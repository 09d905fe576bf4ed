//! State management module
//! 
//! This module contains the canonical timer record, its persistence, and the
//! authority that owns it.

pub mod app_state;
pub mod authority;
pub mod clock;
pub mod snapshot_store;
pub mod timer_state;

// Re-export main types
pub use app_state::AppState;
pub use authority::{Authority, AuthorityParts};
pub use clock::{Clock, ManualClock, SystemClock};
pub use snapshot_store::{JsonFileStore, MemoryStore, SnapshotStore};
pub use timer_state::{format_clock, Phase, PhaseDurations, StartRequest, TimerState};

++++++++

* _Task instructions_:
The whole listing, restated word for word, is the expected answer.

* _Your solution_:
repository 09d905fe576bf4ed
//! State management module
//! 
//! This module contains the canonical timer record, its persistence, and the
//! authority that owns it.

pub mod app_state;
pub mod authority;
pub mod clock;
pub mod snapshot_store;
pub mod timer_state;

// Re-export main types
pub use app_state::AppState;
pub use authority::{Authority, AuthorityParts};
pub use clock::{Clock, ManualClock, SystemClock};
pub use snapshot_store::{JsonFileStore, MemoryStore, SnapshotStore};
pub use timer_state::{format_clock, Phase, PhaseDurations, StartRequest, TimerState};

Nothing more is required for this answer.